Thymidine decreases the DNA damage and apoptosis caused by tumor‐treating fields in cancer cell lines

Abstract

Tumor-treating fields (TTFields) is an emerging non-invasive cancer-treatment modality using alternating electric fields with low intensities and an intermediate range of frequency. TTFields affects an extensive range of charged and polarizable cellular factors known to be involved in cell division. However, it causes side-effects, such as DNA damage and apoptosis, in healthy cells. To investigate whether thymidine can have an effect on the DNA damage and apoptosis, we arrested the cell cycle of human glioblastoma cells (U373) at G1/S phase by using thymidine and then exposed these cells to TTFields.

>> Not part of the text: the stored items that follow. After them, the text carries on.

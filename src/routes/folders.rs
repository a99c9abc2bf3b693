// SPDX-License-Identifier: MIT
// Copyright 2026 Roland Dreier <roland@rolandd.dev>

//! Folder CRUD routes.

use axum::{
    extract::{Path, State},
    http::StatusCode,
    routing::get,
    Extension, Json, Router,
};
use axum_extra::extract::WithRejection;
use chrono::{DateTime, Utc};
use serde::{Deserialize, Serialize};
use std::sync::Arc;
use validator::Validate;
#[cfg(feature = "binding-generation")]
use ts_rs::TS;

use crate::error::{AppError, AppJson, Result};
use crate::middleware::auth::AuthUser;
use crate::models::folder::normalize_color;
use crate::models::Folder;
use crate::routes::workouts::WorkoutResponse;
use crate::routes::MessageResponse;
use crate::AppState;

pub fn routes() -> Router<Arc<AppState>> {
    Router::new()
        .route("/api/folders", get(list_folders).post(create_folder))
        .route(
            "/api/folders/{id}",
            get(get_folder).put(update_folder).delete(delete_folder),
        )
}

/// Body for create and update.
#[derive(Debug, Deserialize, Validate)]
pub struct FolderRequest {
    #[serde(default)]
    #[validate(length(min = 1, max = 100, message = "Folder name is required"))]
    pub name: String,
    #[serde(default)]
    #[validate(length(max = 32, message = "Folder color is too long"))]
    pub color: Option<String>,
}

impl FolderRequest {
    fn normalized(mut self) -> Result<Self> {
        self.name = self.name.trim().to_string();
        self.validate()?;
        Ok(self)
    }
}

#[derive(Debug, Serialize, Deserialize)]
#[cfg_attr(feature = "binding-generation", derive(TS))]
#[cfg_attr(
    feature = "binding-generation",
    ts(export, export_to = "web/src/lib/generated/")
)]
pub struct FolderResponse {
    pub id: String,
    pub name: String,
    pub color: String,
    pub created_at: DateTime<Utc>,
}

impl From<Folder> for FolderResponse {
    fn from(f: Folder) -> Self {
        Self {
            id: f.id,
            name: f.name,
            color: f.color,
            created_at: f.created_at,
        }
    }
}

/// A folder together with the workouts filed in it.
#[derive(Debug, Serialize, Deserialize)]
#[cfg_attr(feature = "binding-generation", derive(TS))]
#[cfg_attr(
    feature = "binding-generation",
    ts(export, export_to = "web/src/lib/generated/")
)]
pub struct FolderDetail {
    #[serde(flatten)]
    pub folder: FolderResponse,
    pub workouts: Vec<WorkoutResponse>,
}

async fn list_folders(
    State(state): State<Arc<AppState>>,
    Extension(user): Extension<AuthUser>,
) -> Result<Json<Vec<FolderResponse>>> {
    let folders = state.db.list_folders(&user.user_id).await?;
    Ok(Json(folders.into_iter().map(FolderResponse::from).collect()))
}

async fn create_folder(
    State(state): State<Arc<AppState>>,
    Extension(user): Extension<AuthUser>,
    WithRejection(Json(payload), _): AppJson<FolderRequest>,
) -> Result<(StatusCode, Json<FolderResponse>)> {
    let payload = payload.normalized()?;

    let folder = Folder::new(
        &user.user_id,
        &payload.name,
        payload.color.as_deref(),
        Utc::now(),
    );
    state.db.create_folder(&folder).await?;

    tracing::info!(user_id = %user.user_id, folder_id = %folder.id, "Folder created");
    Ok((StatusCode::CREATED, Json(folder.into())))
}

async fn get_folder(
    State(state): State<Arc<AppState>>,
    Extension(user): Extension<AuthUser>,
    Path(id): Path<String>,
) -> Result<Json<FolderDetail>> {
    let folder = state
        .db
        .get_folder(&user.user_id, &id)
        .await?
        .ok_or_else(|| AppError::not_found("Folder", &id))?;
    let workouts = state.db.list_workouts_in_folder(&user.user_id, &id).await?;

    Ok(Json(FolderDetail {
        folder: folder.into(),
        workouts: workouts.into_iter().map(WorkoutResponse::from).collect(),
    }))
}

async fn update_folder(
    State(state): State<Arc<AppState>>,
    Extension(user): Extension<AuthUser>,
    Path(id): Path<String>,
    WithRejection(Json(payload), _): AppJson<FolderRequest>,
) -> Result<Json<FolderResponse>> {
    let payload = payload.normalized()?;

    let mut folder = state
        .db
        .get_folder(&user.user_id, &id)
        .await?
        .ok_or_else(|| AppError::not_found("Folder", &id))?;

    folder.name = payload.name;
    // An omitted color keeps the current one.
    if payload.color.is_some() {
        folder.color = normalize_color(payload.color.as_deref());
    }

    state.db.update_folder(&folder).await?;
    Ok(Json(folder.into()))
}

/// Delete a folder. Its workouts are kept and become unfiled.
async fn delete_folder(
    State(state): State<Arc<AppState>>,
    Extension(user): Extension<AuthUser>,
    Path(id): Path<String>,
) -> Result<Json<MessageResponse>> {
    if !state.db.delete_folder(&user.user_id, &id).await? {
        return Err(AppError::not_found("Folder", &id));
    }

    tracing::info!(user_id = %user.user_id, folder_id = %id, "Folder deleted");
    Ok(Json(MessageResponse::new("Folder deleted successfully")))
}
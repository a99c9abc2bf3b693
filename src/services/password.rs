// SPDX-License-Identifier: MIT
// Copyright 2026 Roland Dreier <roland@rolandd.dev>

//! Password hashing and verification (Argon2id, PHC string format).

use argon2::{
    password_hash::{rand_core::OsRng, PasswordHash, PasswordHasher, PasswordVerifier, SaltString},
    Argon2,
};

use crate::error::AppError;

/// Hash a password with a random salt. Returns a PHC-format string.
pub fn hash_password(password: &str) -> Result<String, AppError> {
    let salt = SaltString::generate(&mut OsRng);
    Argon2::default()
        .hash_password(password.as_bytes(), &salt)
        .map(|hash| hash.to_string())
        .map_err(|e| AppError::Internal(anyhow::anyhow!("Failed to hash password: {}", e)))
}

/// Check a password against a stored PHC-format hash.
///
/// A malformed stored hash is an internal error, not a mismatch.
pub fn verify_password(password: &str, hash: &str) -> Result<bool, AppError> {
    let parsed = PasswordHash::new(hash)
        .map_err(|e| AppError::Internal(anyhow::anyhow!("Invalid password hash: {}", e)))?;
    Ok(Argon2::default()
        .verify_password(password.as_bytes(), &parsed)
        .is_ok())
}
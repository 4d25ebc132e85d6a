//! Pool and position types for user-facing API

use crate::constants::{unscale_from_decimals, APY_DECIMALS, TOKEN_DECIMALS};
use alloy::primitives::U256;
use serde::Serialize;

/// Pool-wide statistics
#[derive(Debug, Clone, PartialEq, Eq, Serialize)]
pub struct PoolInfo {
    /// Total staked tokens (18 decimals)
    pub total_value_locked: U256,
    /// APY in basis points (1500 = 15%)
    pub current_apy: U256,
    /// Reward tokens emitted per second (18 decimals)
    pub reward_rate: U256,
    /// Unix timestamp of the last reward update
    pub last_update_time: U256,
}

impl PoolInfo {
    /// TVL as whole tokens
    pub fn tvl_tokens(&self) -> f64 {
        unscale_from_decimals(self.total_value_locked, TOKEN_DECIMALS)
    }

    /// APY as a percentage
    pub fn apy_percent(&self) -> f64 {
        unscale_from_decimals(self.current_apy, APY_DECIMALS)
    }
}

/// A user's stake in the pool
#[derive(Debug, Clone, PartialEq, Eq, Serialize)]
pub struct UserPosition {
    /// Staked tokens (18 decimals)
    pub staked_balance: U256,
    /// Unclaimed rewards (18 decimals)
    pub pending_rewards: U256,
    /// Unix timestamp of the last claim
    pub last_claim_time: U256,
    pub reward_debt: U256,
}

impl UserPosition {
    /// Staked balance as whole tokens
    pub fn staked_tokens(&self) -> f64 {
        unscale_from_decimals(self.staked_balance, TOKEN_DECIMALS)
    }

    /// Pending rewards as whole tokens
    pub fn pending_reward_tokens(&self) -> f64 {
        unscale_from_decimals(self.pending_rewards, TOKEN_DECIMALS)
    }
}

#[cfg(test)]
mod tests {
    use super::*;
    use crate::constants::scale_token;

    #[test]
    fn test_pool_info_units() {
        let info = PoolInfo {
            total_value_locked: scale_token(1000.0),
            current_apy: U256::from(1500u64),
            reward_rate: scale_token(1.0),
            last_update_time: U256::ZERO,
        };
        assert_eq!(info.tvl_tokens(), 1000.0);
        assert_eq!(info.apy_percent(), 15.0);
    }

    #[test]
    fn test_position_units() {
        let position = UserPosition {
            staked_balance: scale_token(10.0),
            pending_rewards: scale_token(0.5),
            last_claim_time: U256::ZERO,
            reward_debt: U256::ZERO,
        };
        assert_eq!(position.staked_tokens(), 10.0);
        assert_eq!(position.pending_reward_tokens(), 0.5);
    }
}
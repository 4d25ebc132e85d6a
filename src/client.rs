//! PoolClient - main entry point for the SDK

use crate::builder::TransactionBuilder;
use crate::config::NetworkConfig;
use crate::connector::{ChainConnector, RpcConnector};
use crate::constants::{checked_scale_token, scale_token};
use crate::contracts::CallIntent;
use crate::context::CallContext;
use crate::error::{BroadcastRejection, PoolError};
use crate::nonce::NonceAllocator;
use crate::signer::TransactionSigner;
use crate::submitter::Submitter;
use crate::types::{PoolInfo, Receipt, UserPosition};
use crate::waiter::ConfirmationWaiter;
use alloy::primitives::{Address, TxHash, U256};
use eyre::{eyre, Result};
use std::sync::Arc;
use std::time::{SystemTime, UNIX_EPOCH};
use tracing::{debug, info};

/// Main client for interacting with the yield pool
///
/// Owns its connector and signer; nothing is process-global. Submissions from
/// one client are serialized through its [`NonceAllocator`], so concurrent calls
/// get consecutive nonces instead of colliding.
pub struct PoolClient<C: ChainConnector, S: TransactionSigner> {
    signer: S,
    config: NetworkConfig,
    connector: Arc<C>,
    builder: TransactionBuilder<Arc<C>>,
    submitter: Submitter<Arc<C>>,
    waiter: ConfirmationWaiter<Arc<C>>,
    nonces: Arc<NonceAllocator>,
}

impl<S: TransactionSigner> PoolClient<RpcConnector, S> {
    /// Create a client talking JSON-RPC to `config.rpc_url`
    pub fn connect(signer: S, config: NetworkConfig) -> Result<Self> {
        let connector = RpcConnector::from_config(&config)?;
        Self::new(connector, signer, config)
    }
}

impl<C: ChainConnector, S: TransactionSigner> PoolClient<C, S> {
    /// Create a client over an existing connector
    ///
    /// Fails if the signer is bound to a chain other than `config.chain_id`.
    pub fn new(connector: C, signer: S, config: NetworkConfig) -> Result<Self> {
        if let Some(bound) = signer.chain_id() {
            if bound != config.chain_id {
                return Err(eyre!(
                    "signer is bound to chain {}, but the client is configured for chain {}",
                    bound,
                    config.chain_id
                ));
            }
        }

        let connector = Arc::new(connector);
        let builder = TransactionBuilder::new(Arc::clone(&connector))
            .with_gas_limit_multiplier(config.gas_limit_multiplier_bps);
        let submitter = Submitter::new(Arc::clone(&connector));
        let waiter = ConfirmationWaiter::from_config(Arc::clone(&connector), &config.confirmation);

        Ok(Self {
            signer,
            config,
            connector,
            builder,
            submitter,
            waiter,
            nonces: Arc::new(NonceAllocator::new()),
        })
    }

    /// Share a nonce allocator with other clients using the same key
    pub fn with_nonce_allocator(mut self, nonces: Arc<NonceAllocator>) -> Self {
        self.nonces = nonces;
        self
    }

    /// Get the signer's address
    pub fn address(&self) -> Address {
        self.signer.address()
    }

    /// Chain transactions are signed for
    pub fn chain_id(&self) -> u64 {
        self.config.chain_id
    }

    /// Pool contract address
    pub fn pool(&self) -> Address {
        self.config.pool
    }

    /// Get the network configuration
    pub fn config(&self) -> &NetworkConfig {
        &self.config
    }

    // ========== Pool Operations ==========

    /// Stake `amount` tokens (raw, 18 decimals)
    ///
    /// Returns as soon as the node accepts the transaction; call
    /// [`wait_for_transaction`](Self::wait_for_transaction) to confirm it.
    pub async fn deposit(&self, amount: U256, ctx: &CallContext) -> Result<TxHash, PoolError> {
        self.submit(CallIntent::Deposit { amount }, ctx).await
    }

    /// Stake a whole-token amount, e.g. `1.5`
    ///
    /// Negative, non-finite and out-of-range amounts fail with
    /// [`PoolError::InvalidAmount`] before anything is sent.
    pub async fn deposit_tokens(&self, amount: f64, ctx: &CallContext) -> Result<TxHash, PoolError> {
        self.deposit(token_amount(amount)?, ctx).await
    }

    /// Unstake `amount` tokens (raw, 18 decimals)
    pub async fn withdraw(&self, amount: U256, ctx: &CallContext) -> Result<TxHash, PoolError> {
        self.submit(CallIntent::Withdraw { amount }, ctx).await
    }

    /// Unstake a whole-token amount
    pub async fn withdraw_tokens(
        &self,
        amount: f64,
        ctx: &CallContext,
    ) -> Result<TxHash, PoolError> {
        self.withdraw(token_amount(amount)?, ctx).await
    }

    /// Claim accrued rewards
    pub async fn claim_rewards(&self, ctx: &CallContext) -> Result<TxHash, PoolError> {
        self.submit(CallIntent::ClaimRewards, ctx).await
    }

    /// Encode, build, sign and broadcast one pool call
    ///
    /// The nonce region (fee query through broadcast) is held for the whole
    /// pipeline. Waiting for it honours `ctx`: if another submission holds it
    /// past the deadline, this fails with [`PoolError::NonceLock`]. Failures
    /// are returned as-is; retrying is left to the caller, who should rebuild
    /// rather than resend after a nonce or fee rejection.
    pub async fn submit(&self, intent: CallIntent, ctx: &CallContext) -> Result<TxHash, PoolError> {
        let data = intent.encode();
        let from = self.address();
        let pool = self.config.pool;
        info!(method = intent.method(), %from, %pool, "submitting pool call");

        let mut nonces = ctx
            .run(async { Ok(self.nonces.lock().await) })
            .await
            .map_err(PoolError::NonceLock)?;

        let mut tx = self.builder.build(data, from, pool, ctx).await?;
        let nonce = nonces.assign(tx.nonce);
        if nonce != tx.nonce {
            debug!(pending = tx.nonce, nonce, "node pending nonce behind local cursor");
            tx.nonce = nonce;
        }

        let signed = self.signer.sign(&tx, self.config.chain_id)?;

        match self.submitter.broadcast(&signed, ctx).await {
            Ok(hash) => {
                nonces.commit(nonce);
                info!(method = intent.method(), nonce, %hash, "pool call submitted");
                Ok(hash)
            }
            Err(err) => {
                if err.broadcast_rejection() == Some(BroadcastRejection::DuplicateNonce) {
                    nonces.reset();
                }
                Err(err)
            }
        }
    }

    // ========== Confirmation & Chain Queries ==========

    /// Wait for a transaction to be mined
    ///
    /// Uses the configured confirmation timeout when `ctx` has no deadline. A
    /// [`PoolError::ConfirmationTimeout`] does not mean the transaction failed:
    /// it may still be mined later.
    pub async fn wait_for_transaction(
        &self,
        hash: TxHash,
        ctx: &CallContext,
    ) -> Result<Receipt, PoolError> {
        let ctx = match ctx.deadline() {
            Some(_) => ctx.clone(),
            None => ctx
                .clone()
                .with_timeout_from_now(self.config.confirmation.timeout),
        };

        info!(%hash, "waiting for transaction to be mined");
        self.waiter.wait(hash, &ctx).await
    }

    /// Latest block number
    pub async fn latest_block_height(&self, ctx: &CallContext) -> Result<u64, PoolError> {
        self.connector
            .latest_block_number(ctx)
            .await
            .map_err(PoolError::Connector)
    }

    // ========== Pool Queries ==========

    /// Pool statistics
    ///
    /// Returns fixed illustrative values; view-function decoding is not wired up.
    pub async fn get_pool_info(&self) -> Result<PoolInfo, PoolError> {
        Ok(PoolInfo {
            total_value_locked: scale_token(1000.0),
            current_apy: U256::from(1500u64),
            reward_rate: scale_token(1.0),
            last_update_time: U256::from(unix_now()),
        })
    }

    /// Position of `user` in the pool
    ///
    /// Returns fixed illustrative values; view-function decoding is not wired up.
    pub async fn get_user_position(&self, user: Address) -> Result<UserPosition, PoolError> {
        debug!(%user, "returning placeholder position");
        Ok(UserPosition {
            staked_balance: scale_token(10.0),
            pending_rewards: scale_token(0.5),
            last_claim_time: U256::from(unix_now().saturating_sub(3600)),
            reward_debt: U256::ZERO,
        })
    }
}

fn token_amount(amount: f64) -> Result<U256, PoolError> {
    checked_scale_token(amount).ok_or(PoolError::InvalidAmount(amount))
}

fn unix_now() -> u64 {
    SystemTime::now()
        .duration_since(UNIX_EPOCH)
        .map(|d| d.as_secs())
        .unwrap_or(0)
}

Cancer cell lines and normal cell (HaCaT) were arrested by thymidine double block method. Cells were seeded into the gap of between the insulated wires. The exposed in alternative electric fields at 120kHz, 1.2V/cm. They were counted the cell numbers and analyzed for cancer malignant such as colony formation, Annexin V/PI staining, γH2AX and RT-PCR. The colony-forming ability and DNA damage of the control cells without thymidine treatment were significantly decreased, and the expression levels of BRCA1, PCNA, CDC25C, and MAD2 were distinctly increased. Interestingly, however, cells treated with thymidine did not change the colony formation, apoptosis, DNA damage, or gene expression pattern. These results demonstrated that thymidine can inhibit the TTFields-caused DNA damage and apoptosis, suggesting that combining TTFields and conventional treatments, such as chemotherapy, may enhance prognosis and decrease side effects compared with those of TTFields or conventional treatments alone.